What to do: All lines holding the string "parse" should be copied from the data below.

Provided data:
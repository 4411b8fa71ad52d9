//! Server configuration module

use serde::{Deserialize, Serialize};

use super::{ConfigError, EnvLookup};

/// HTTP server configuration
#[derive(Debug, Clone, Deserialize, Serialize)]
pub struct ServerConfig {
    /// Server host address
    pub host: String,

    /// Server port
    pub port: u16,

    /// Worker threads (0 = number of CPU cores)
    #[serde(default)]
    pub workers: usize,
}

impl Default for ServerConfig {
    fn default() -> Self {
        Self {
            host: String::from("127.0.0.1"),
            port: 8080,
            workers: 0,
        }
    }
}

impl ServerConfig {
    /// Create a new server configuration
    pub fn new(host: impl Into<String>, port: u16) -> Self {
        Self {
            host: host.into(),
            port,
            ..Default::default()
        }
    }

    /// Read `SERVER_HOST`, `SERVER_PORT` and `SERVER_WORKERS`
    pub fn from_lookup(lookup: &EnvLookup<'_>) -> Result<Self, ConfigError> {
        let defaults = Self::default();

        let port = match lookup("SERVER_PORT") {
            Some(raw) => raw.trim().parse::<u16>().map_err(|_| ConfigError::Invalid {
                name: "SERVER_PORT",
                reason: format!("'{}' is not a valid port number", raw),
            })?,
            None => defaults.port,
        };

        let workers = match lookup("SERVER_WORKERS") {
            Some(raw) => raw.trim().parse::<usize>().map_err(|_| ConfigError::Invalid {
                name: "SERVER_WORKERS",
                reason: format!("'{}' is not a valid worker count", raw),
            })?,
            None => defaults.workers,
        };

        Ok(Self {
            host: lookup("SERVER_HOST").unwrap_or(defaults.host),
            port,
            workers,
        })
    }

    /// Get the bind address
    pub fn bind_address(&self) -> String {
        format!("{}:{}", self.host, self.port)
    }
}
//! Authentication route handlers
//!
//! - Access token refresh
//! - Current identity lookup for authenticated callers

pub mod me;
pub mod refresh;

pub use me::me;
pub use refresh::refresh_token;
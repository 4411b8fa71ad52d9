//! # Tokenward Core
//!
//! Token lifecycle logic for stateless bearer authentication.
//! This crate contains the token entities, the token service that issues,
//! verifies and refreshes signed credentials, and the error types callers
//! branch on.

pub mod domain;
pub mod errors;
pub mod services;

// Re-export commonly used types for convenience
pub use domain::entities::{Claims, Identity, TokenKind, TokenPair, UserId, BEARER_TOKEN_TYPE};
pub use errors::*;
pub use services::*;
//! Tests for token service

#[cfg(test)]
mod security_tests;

* * *

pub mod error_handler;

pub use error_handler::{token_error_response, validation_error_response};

Answer space:
            Some(raw) => raw.trim().parse::<u16>().map_err(|_| ConfigError::Invalid {
            Some(raw) => raw.trim().parse::<usize>().map_err(|_| ConfigError::Invalid {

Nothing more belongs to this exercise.